Advertisement

Proyek Jembatan Rona CS Bermasalah, PUPR Sulut Didesak Bayar Kelebihan Tanah

Sengketa Lahan Jembatan Rona CS di Minahasa: PUPR Sulut Belum Bayar Kelebihan Tanah, Pemilik Ancam Tuntut

Manado, Zonanesia.id – Pembangunan Jembatan Rona CS di ruas jalan Tanawangko – Kuwu – Popontolen, Kecamatan Tombariri, Kabupaten Minahasa, yang dilakukan oleh Dinas PUPR Provinsi Sulawesi Utara, menghadapi sengketa lahan yang serius.

Proyek ini, yang dimulai pada tahun anggaran 2021 dengan nilai kontrak mencapai Rp. 17,99 miliar, kini menjadi sorotan karena dugaan penggunaan lahan yang melebihi kesepakatan awal dengan pemilik tanah.

Berdasarkan kontrak Nomor: 3/SP/JBT.TKP/PPK-BT/PEN/2021, proyek yang dimulai pada 11 Januari 2021 dan dikerjakan oleh PT. Samaerot Tri Putra, seharusnya selesai dalam waktu 80 hari kerja.

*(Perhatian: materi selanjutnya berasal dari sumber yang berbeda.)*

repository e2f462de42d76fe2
use crate::prelude::{Wave, WaveError, WaveParameters, WaveResult, EMPTY_WAVE, WAVE_SLOTS};

/// Returns a fresh all-zero wave.
pub fn create_empty_wave() -> Wave {
    EMPTY_WAVE
}

/// Places up to four waves in slot order, filling gaps with empty waves.
pub fn create_wave_parameters(
    wave1: Option<Wave>,
    wave2: Option<Wave>,
    wave3: Option<Wave>,
    wave4: Option<Wave>,
) -> WaveParameters {
    WaveParameters {
        waves: [
            wave1.unwrap_or_else(create_empty_wave),
            wave2.unwrap_or_else(create_empty_wave),
            wave3.unwrap_or_else(create_empty_wave),
            wave4.unwrap_or_else(create_empty_wave),
        ],
    }
}

impl WaveParameters {
    /// Composes layers in order; unused trailing slots stay empty.
    pub fn from_layers<I>(layers: I) -> WaveResult<Self>
    where
        I: IntoIterator<Item = Wave>,
    {
        let layers: Vec<Wave> = layers.into_iter().collect();
        if layers.len() > WAVE_SLOTS {
            return Err(WaveError::TooManyLayers {
                count: layers.len(),
            });
        }

        let mut slots = layers.into_iter();
        Ok(create_wave_parameters(
            slots.next(),
            slots.next(),
            slots.next(),
            slots.next(),
        ))
    }

    pub fn layer(&self, index: usize) -> Option<&Wave> {
        self.waves.get(index)
    }
}
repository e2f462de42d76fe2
pub mod json;
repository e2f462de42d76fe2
use crate::prelude::{WaveError, WaveResult};
use log::warn;

/// Documented inclusive range for one numeric builder input.
#[derive(Debug, Clone, Copy, PartialEq, Eq)]
pub struct ParamSpec {
    pub name: &'static str,
    pub label: &'static str,
    pub min: u8,
    pub max: u8,
}

impl ParamSpec {
    pub const fn new(name: &'static str, label: &'static str, min: u8, max: u8) -> Self {
        Self {
            name,
            label,
            min,
            max,
        }
    }

    pub fn contains(&self, value: f64) -> bool {
        value.is_finite() && value >= f64::from(self.min) && value <= f64::from(self.max)
    }
}

pub const BRIGHTNESS: ParamSpec = ParamSpec::new("brightness", "Brightness", 0, 255);
pub const HUE: ParamSpec = ParamSpec::new("hue", "Hue", 0, 255);
pub const SATURATION: ParamSpec = ParamSpec::new("saturation", "Saturation", 0, 255);
pub const ALPHA: ParamSpec = ParamSpec::new("alpha", "Alpha", 0, 255);
pub const CYCLE_RATE: ParamSpec = ParamSpec::new("rate", "Rate", 1, 32);
/// A moving wave may stand still, so its rate starts at zero.
pub const MOVING_RATE: ParamSpec = ParamSpec::new("rate", "Rate", 0, 32);
pub const SPACING: ParamSpec = ParamSpec::new("spacing", "Spacing", 1, 16);

/// Checks `value` against `spec` and rounds it half away from zero.
pub fn validate(value: f64, spec: &ParamSpec) -> WaveResult<u8> {
    if !spec.contains(value) {
        warn!(
            "rejected {} {} outside [{}, {}]",
            spec.name, value, spec.min, spec.max
        );
        return Err(WaveError::InvalidParameter {
            name: spec.name,
            label: spec.label,
            value,
            min: spec.min,
            max: spec.max,
        });
    }
    // In range, so the cast cannot truncate.
    Ok(value.round() as u8)
}
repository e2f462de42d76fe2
use log::info;

/// Records show-level progress through the `log` facade.
pub struct LogManager {
    scope: String,
}

impl LogManager {
    pub fn new(scope: impl Into<String>) -> Self {
        Self {
            scope: scope.into(),
        }
    }

    pub fn record(&self, message: &str) {
        info!("[{}] {}", self.scope, message);
    }

    pub fn scope(&self) -> &str {
        &self.scope
    }
}

impl Default for LogManager {
    fn default() -> Self {
        Self::new("waves")
    }
}
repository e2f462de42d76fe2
pub mod log;
pub mod metrics;

pub use log::LogManager;
pub use metrics::MetricsRecorder;
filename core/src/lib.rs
//! Wave parameter construction for the Raver Lights animation renderer.
//!
//! A wave is four oscillators (hue, saturation, value, alpha). Presets fill
//! those oscillators to describe an effect; the renderer evaluates them
//! uniformly, so every effect is plain data.

pub mod builder;
pub mod prelude;
pub mod preset;
pub mod telemetry;

pub use builder::{
    create_color_cycle_wave, create_empty_wave, create_moving_wave, create_pulsing_wave,
    create_rainbow_wave, create_solid_color_wave, create_wave_parameters,
};
pub use prelude::{Channel, Wave, WaveError, WaveParameters, WaveResult, EMPTY_WAVE};
pub use preset::Preset;
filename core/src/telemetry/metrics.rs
use std::sync::Mutex;

/// Counts layers built and rejected by one runner.
pub struct MetricsRecorder {
    inner: Mutex<Metrics>,
}

struct Metrics {
    built: usize,
    rejected: usize,
}

impl MetricsRecorder {
    pub fn new() -> Self {
        Self {
            inner: Mutex::new(Metrics {
                built: 0,
                rejected: 0,
            }),
        }
    }

    pub fn record_built(&self) {
        if let Ok(mut metrics) = self.inner.lock() {
            metrics.built += 1;
        }
    }

    pub fn record_rejected(&self) {
        if let Ok(mut metrics) = self.inner.lock() {
            metrics.rejected += 1;
        }
    }

    /// Returns `(built, rejected)`.
    pub fn snapshot(&self) -> (usize, usize) {
        if let Ok(metrics) = self.inner.lock() {
            (metrics.built, metrics.rejected)
        } else {
            (0, 0)
        }
    }
}

impl Default for MetricsRecorder {
    fn default() -> Self {
        Self::new()
    }
}
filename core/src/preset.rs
use crate::builder::{
    create_color_cycle_wave, create_empty_wave, create_moving_wave, create_pulsing_wave,
    create_rainbow_wave, create_solid_color_wave,
};
use crate::prelude::{Wave, WaveResult};
use serde::{Deserialize, Serialize};
use std::fmt;

/// Serializable description of a preset and its inputs.
#[derive(Debug, Clone, Copy, PartialEq, Serialize, Deserialize)]
#[serde(tag = "preset", rename_all = "snake_case")]
pub enum Preset {
    Empty,
    SolidColor {
        brightness: f64,
        h: f64,
        s: f64,
        a: f64,
    },
    ColorCycle {
        brightness: f64,
        rate: f64,
        a: f64,
    },
    Moving {
        brightness: f64,
        h: f64,
        s: f64,
        rate: f64,
        spacing: f64,
    },
    Pulsing {
        brightness: f64,
        h: f64,
        s: f64,
        rate: f64,
    },
    Rainbow {
        brightness: f64,
        a: f64,
        rate: f64,
    },
}

impl Preset {
    pub fn build(&self) -> WaveResult<Wave> {
        match *self {
            Preset::Empty => Ok(create_empty_wave()),
            Preset::SolidColor { brightness, h, s, a } => {
                create_solid_color_wave(brightness, h, s, a)
            }
            Preset::ColorCycle { brightness, rate, a } => {
                create_color_cycle_wave(brightness, rate, a)
            }
            Preset::Moving {
                brightness,
                h,
                s,
                rate,
                spacing,
            } => create_moving_wave(brightness, h, s, rate, spacing),
            Preset::Pulsing {
                brightness,
                h,
                s,
                rate,
            } => create_pulsing_wave(brightness, h, s, rate),
            Preset::Rainbow { brightness, a, rate } => create_rainbow_wave(brightness, a, rate),
        }
    }

    pub fn name(&self) -> &'static str {
        match self {
            Preset::Empty => "empty",
            Preset::SolidColor { .. } => "solid_color",
            Preset::ColorCycle { .. } => "color_cycle",
            Preset::Moving { .. } => "moving",
            Preset::Pulsing { .. } => "pulsing",
            Preset::Rainbow { .. } => "rainbow",
        }
    }
}

impl fmt::Display for Preset {
    fn fmt(&self, f: &mut fmt::Formatter<'_>) -> fmt::Result {
        f.write_str(self.name())
    }
}

#[cfg(test)]
mod tests {
    use super::*;
    use crate::prelude::{WaveError, EMPTY_WAVE};

    #[test]
    fn preset_builds_matching_wave() {
        let preset = Preset::Rainbow {
            brightness: 255.0,
            a: 255.0,
            rate: 32.0,
        };
        assert_eq!(
            preset.build().unwrap(),
            create_rainbow_wave(255.0, 255.0, 32.0).unwrap()
        );
        assert_eq!(Preset::Empty.build().unwrap(), EMPTY_WAVE);
    }

    #[test]
    fn preset_propagates_validation_error() {
        let preset = Preset::Pulsing {
            brightness: 255.0,
            h: 0.0,
            s: 0.0,
            rate: 64.0,
        };
        assert!(matches!(
            preset.build(),
            Err(WaveError::InvalidParameter { name: "rate", .. })
        ));
    }

    #[test]
    fn preset_deserializes_from_tagged_json() {
        let preset: Preset = serde_json::from_str(
            r#"{"preset": "moving", "brightness": 128, "h": 10, "s": 255, "rate": 4, "spacing": 2}"#,
        )
        .unwrap();
        assert_eq!(preset.name(), "moving");
        assert_eq!(preset.build().unwrap().a.w_x, 2);
    }

    #[test]
    fn preset_display_uses_tag() {
        let preset = Preset::ColorCycle {
            brightness: 1.0,
            rate: 1.0,
            a: 1.0,
        };
        assert_eq!(preset.to_string(), "color_cycle");
    }
}
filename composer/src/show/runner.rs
use crate::show::config::ShowConfig;
use anyhow::Context;
use wavecore::telemetry::{LogManager, MetricsRecorder};
use wavecore::WaveParameters;

pub struct ShowResult {
    pub name: Option<String>,
    pub parameters: WaveParameters,
    pub layers_built: usize,
}

pub struct Runner {
    config: ShowConfig,
    logger: LogManager,
    metrics: MetricsRecorder,
}

impl Runner {
    pub fn new(config: ShowConfig) -> Self {
        let scope = config.name.clone().unwrap_or_else(|| "show".into());
        Self {
            config,
            logger: LogManager::new(scope),
            metrics: MetricsRecorder::new(),
        }
    }

    pub fn execute(&self) -> anyhow::Result<ShowResult> {
        let mut waves = Vec::with_capacity(self.config.layers.len());
        for (index, preset) in self.config.layers.iter().enumerate() {
            let wave = preset.build().map_err(|err| {
                self.metrics.record_rejected();
                err
            });
            let wave = wave.with_context(|| format!("building layer {} ({})", index + 1, preset))?;
            self.metrics.record_built();
            self.logger
                .record(&format!("layer {} built from {}", index + 1, preset));
            waves.push(wave);
        }

        let layers_built = waves.len();
        let parameters =
            WaveParameters::from_layers(waves).context("composing wave parameters")?;

        Ok(ShowResult {
            name: self.config.name.clone(),
            parameters,
            layers_built,
        })
    }

    /// Returns `(built, rejected)` across every `execute` call.
    pub fn metrics(&self) -> (usize, usize) {
        self.metrics.snapshot()
    }
}

#[cfg(test)]
mod tests {
    use super::*;
    use wavecore::{create_rainbow_wave, Preset, EMPTY_WAVE};

    #[test]
    fn runner_executes_show() {
        let cfg = ShowConfig::from_args(255.0, 32.0);
        let runner = Runner::new(cfg);
        let result = runner.execute().unwrap();
        assert_eq!(result.layers_built, 1);
        assert_eq!(
            result.parameters.waves[0],
            create_rainbow_wave(255.0, 255.0, 32.0).unwrap()
        );
        assert!(result.parameters.waves[1..].iter().all(|w| *w == EMPTY_WAVE));
        assert_eq!(runner.metrics(), (1, 0));
    }

    #[test]
    fn runner_names_failing_layer() {
        let cfg = ShowConfig {
            name: None,
            layers: vec![
                Preset::Empty,
                Preset::SolidColor {
                    brightness: 256.0,
                    h: 0.0,
                    s: 0.0,
                    a: 0.0,
                },
            ],
        };
        let runner = Runner::new(cfg);
        let err = runner.execute().err().unwrap();
        assert_eq!(err.to_string(), "building layer 2 (solid_color)");
        assert!(format!("{:#}", err).contains("brightness"));
        assert_eq!(runner.metrics(), (1, 1));
    }

    #[test]
    fn runner_rejects_fifth_layer() {
        let cfg = ShowConfig {
            name: Some("crowded".into()),
            layers: vec![Preset::Empty; 5],
        };
        let err = Runner::new(cfg).execute().err().unwrap();
        assert_eq!(err.to_string(), "composing wave parameters");
    }

    #[test]
    fn runner_builds_demo_show() {
        let path = concat!(env!("CARGO_MANIFEST_DIR"), "/../demos/dusk.yaml");
        let runner = Runner::new(ShowConfig::load(path).unwrap());
        let result = runner.execute().unwrap();
        assert_eq!(result.name.as_deref(), Some("dusk"));
        assert_eq!(result.layers_built, 3);
        assert_eq!(result.parameters.waves[1].a.w_x, 4);
        assert_eq!(result.parameters.waves[3], EMPTY_WAVE);
    }
}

Awalnya, disepakati bahwa lahan yang digunakan untuk pembangunan berukuran 15×15 meter dengan kompensasi Rp. 275 juta.

Namun, masalah timbul setelah proyek selesai, di mana kuasa hukum pemilik tanah, Fandi Salindeho, SH, mengklaim bahwa lahan yang digunakan melebihi kesepakatan awal.

“Kami sudah mengukur ulang tanah setelah pekerjaan selesai, dan hasilnya menunjukkan ada kelebihan penggunaan lahan di luar kesepakatan,” ungkap Sandi.

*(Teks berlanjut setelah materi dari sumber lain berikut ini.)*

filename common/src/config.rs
//! Global application configuration manager.
//!
//! `AppConfig` is a lazily initialized, globally accessible singleton containing
//! runtime configuration values loaded from environment variables. It provides
//! thread-safe access and per-field setters for overrides in tests.

use std::env;
use std::sync::{OnceLock, RwLock};

/// Represents the complete application configuration loaded from environment variables.
#[derive(Debug, Clone)]
pub struct AppConfig {
    pub env: String,
    pub project_name: String,
    pub log_level: String,
    pub log_file: String,
    pub log_to_stdout: bool,
    pub database_path: String,
    pub host: String,
    pub port: u16,
    pub jwt_secret: String,
    pub jwt_duration_minutes: u64,
}

/// Lazily-initialized, thread-safe singleton instance of `AppConfig`.
static CONFIG_INSTANCE: OnceLock<RwLock<AppConfig>> = OnceLock::new();

impl AppConfig {
    /// Loads the configuration from `.env` and environment variables.
    ///
    /// Only `DATABASE_PATH` and `JWT_SECRET` are hard requirements; everything
    /// else has a development-friendly default.
    pub fn from_env() -> Self {
        dotenvy::dotenv().ok();

        Self {
            env: env::var("APP_ENV").unwrap_or_else(|_| "development".into()),
            project_name: env::var("PROJECT_NAME").unwrap_or_else(|_| "coursedesk".into()),
            log_level: env::var("LOG_LEVEL").unwrap_or_else(|_| "api=info".into()),
            log_file: env::var("LOG_FILE").unwrap_or_else(|_| "api.log".into()),
            log_to_stdout: env::var("LOG_TO_STDOUT").unwrap_or_else(|_| "false".into()) == "true",
            database_path: env::var("DATABASE_PATH")
                .unwrap_or_else(|_| "data/coursedesk.db".into()),
            host: env::var("HOST").unwrap_or_else(|_| "127.0.0.1".into()),
            port: env::var("PORT")
                .unwrap_or_else(|_| "3000".into())
                .parse()
                .expect("PORT must be a valid u16"),
            jwt_secret: env::var("JWT_SECRET").expect("JWT_SECRET is required"),
            jwt_duration_minutes: env::var("JWT_DURATION_MINUTES")
                .unwrap_or_else(|_| "60".into())
                .parse()
                .expect("JWT_DURATION_MINUTES must be a valid u64"),
        }
    }

    /// Returns a shared reference to the global configuration.
    ///
    /// # Panics
    /// Panics if the lock cannot be acquired.
    pub fn global() -> std::sync::RwLockReadGuard<'static, AppConfig> {
        CONFIG_INSTANCE
            .get_or_init(|| RwLock::new(AppConfig::from_env()))
            .read()
            .expect("Failed to acquire AppConfig read lock")
    }

    /// Resets the configuration by reloading from environment variables.
    ///
    /// Useful in tests to clear overrides.
    pub fn reset() {
        if let Some(lock) = CONFIG_INSTANCE.get() {
            let mut guard = lock.write().unwrap();
            *guard = AppConfig::from_env();
        }
    }

    /// Generic internal setter for any field in the config.
    ///
    /// Used by public per-field setter methods.
    fn set_field<F>(setter: F)
    where
        F: FnOnce(&mut AppConfig),
    {
        let lock = CONFIG_INSTANCE.get_or_init(|| RwLock::new(AppConfig::from_env()));
        let mut guard = lock
            .write()
            .expect("Failed to acquire AppConfig write lock");
        setter(&mut guard);
    }

    // --- Per-field setters below ---

    pub fn set_env(value: impl Into<String>) {
        AppConfig::set_field(|cfg| cfg.env = value.into());
    }

    pub fn set_project_name(value: impl Into<String>) {
        AppConfig::set_field(|cfg| cfg.project_name = value.into());
    }

    pub fn set_log_level(value: impl Into<String>) {
        AppConfig::set_field(|cfg| cfg.log_level = value.into());
    }

    pub fn set_log_file(value: impl Into<String>) {
        AppConfig::set_field(|cfg| cfg.log_file = value.into());
    }

    pub fn set_log_to_stdout(value: bool) {
        AppConfig::set_field(|cfg| cfg.log_to_stdout = value);
    }

    pub fn set_database_path(value: impl Into<String>) {
        AppConfig::set_field(|cfg| cfg.database_path = value.into());
    }

    pub fn set_host(value: impl Into<String>) {
        AppConfig::set_field(|cfg| cfg.host = value.into());
    }

    pub fn set_port(value: u16) {
        AppConfig::set_field(|cfg| cfg.port = value);
    }

    pub fn set_jwt_secret(value: impl Into<String>) {
        AppConfig::set_field(|cfg| cfg.jwt_secret = value.into());
    }

    pub fn set_jwt_duration_minutes(value: u64) {
        AppConfig::set_field(|cfg| cfg.jwt_duration_minutes = value);
    }
}

// --- Free accessor functions, the form route handlers actually use ---

pub fn env() -> String {
    AppConfig::global().env.clone()
}

pub fn project_name() -> String {
    AppConfig::global().project_name.clone()
}

pub fn log_level() -> String {
    AppConfig::global().log_level.clone()
}

pub fn log_file() -> String {
    AppConfig::global().log_file.clone()
}

pub fn log_to_stdout() -> bool {
    AppConfig::global().log_to_stdout
}

pub fn database_path() -> String {
    AppConfig::global().database_path.clone()
}

pub fn host() -> String {
    AppConfig::global().host.clone()
}

pub fn port() -> u16 {
    AppConfig::global().port
}

pub fn jwt_secret() -> String {
    AppConfig::global().jwt_secret.clone()
}

pub fn jwt_duration_minutes() -> u64 {
    AppConfig::global().jwt_duration_minutes
}

#[cfg(test)]
mod tests {
    use super::*;
    use serial_test::serial;

    #[test]
    #[serial]
    fn setters_override_global_values() {
        std::env::set_var("JWT_SECRET", "test-secret");
        AppConfig::set_host("0.0.0.0");
        AppConfig::set_port(8123);
        AppConfig::set_jwt_secret("override");

        assert_eq!(host(), "0.0.0.0");
        assert_eq!(port(), 8123);
        assert_eq!(jwt_secret(), "override");
    }
}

Salindeho menambahkan bahwa pihaknya telah melayangkan tiga somasi kepada Dinas PUPR Sulawesi Utara, yaitu pada 15 Maret 2023, 28 Agustus 2023, dan 22 Juli 2024.

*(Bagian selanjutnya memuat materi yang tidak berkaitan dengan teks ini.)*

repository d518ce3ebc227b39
use serde::Serialize;

/// Standardized API response wrapper for all outgoing JSON responses.
///
/// This struct enforces a consistent response structure across all endpoints:
/// ```json
/// {
///   "success": true,
///   "data": { ... },
///   "message": "Some message"
/// }
/// ```
///
/// - `T` is the type of the `data` payload.
/// - `success` is a boolean indicating operation status.
/// - `message` provides a human-readable context string.
#[derive(Serialize)]
pub struct ApiResponse<T>
where
    T: Serialize,
{
    pub success: bool,
    pub data: T,
    pub message: String,
}

impl<T> ApiResponse<T>
where
    T: Serialize,
{
    /// Constructs a success response with the given data and message.
    pub fn success(data: T, message: impl Into<String>) -> Self {
        Self {
            success: true,
            data,
            message: message.into(),
        }
    }

    /// Constructs an error response with a message and default `data`.
    ///
    /// # Requires
    /// - `T` must implement `Default`, since error responses do not include useful data.
    pub fn error(message: impl Into<String>) -> Self
    where
        T: Default,
    {
        Self {
            success: false,
            data: T::default(),
            message: message.into(),
        }
    }
}
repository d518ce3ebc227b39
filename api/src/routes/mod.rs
//! HTTP route entry point for `/api/...`.
//!
//! Route groups include:
//! - `/health` → Health check endpoint (public)
//! - `/assessments` → Assessment lifecycle: CRUD, publication, submissions,
//!   grading (authenticated users; per-action authorization inside)

use crate::auth::guards::allow_authenticated;
use crate::routes::{assessments::assessment_routes, health::health_routes};
use crate::state::AppState;
use axum::{Router, middleware::from_fn};

pub mod assessments;
pub mod common;
pub mod health;

/// Builds the complete application router for all HTTP endpoints.
///
/// - `/health` requires no authentication.
/// - `/assessments` is gated by `allow_authenticated`; everything finer
///   grained (ownership, publication visibility) is decided per action by
///   the authorization policy inside the handlers.
pub fn routes(app_state: AppState) -> Router {
    Router::new()
        .nest("/health", health_routes())
        .nest(
            "/assessments",
            assessment_routes().route_layer(from_fn(allow_authenticated)),
        )
        .with_state(app_state)
}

Namun hingga saat ini, belum ada tanggapan dari pihak PUPR terkait tuntutan pembayaran kompensasi atas lahan yang digunakan lebih dari perjanjian awal.

“Kami meminta pihak PUPR Sulut untuk segera bertanggung jawab dan membayar atas kelebihan penggunaan tanah tersebut. Jika masalah ini tidak segera diselesaikan, kami akan mempertimbangkan langkah hukum lebih lanjut,” tegas Salindeho.

Pemilik tanah berharap agar persoalan ini bisa diselesaikan secara kekeluargaan, namun ketidakresponsifan PUPR Sulut hingga saat ini membuat situasi semakin tegang.

Sengketa lahan seperti ini sering menjadi batu sandungan dalam proyek infrastruktur besar. Tanpa transparansi dan kejelasan dalam pengukuran serta pengelolaan lahan, konflik antara pemilik tanah dan pihak pelaksana proyek berpotensi terus berulang.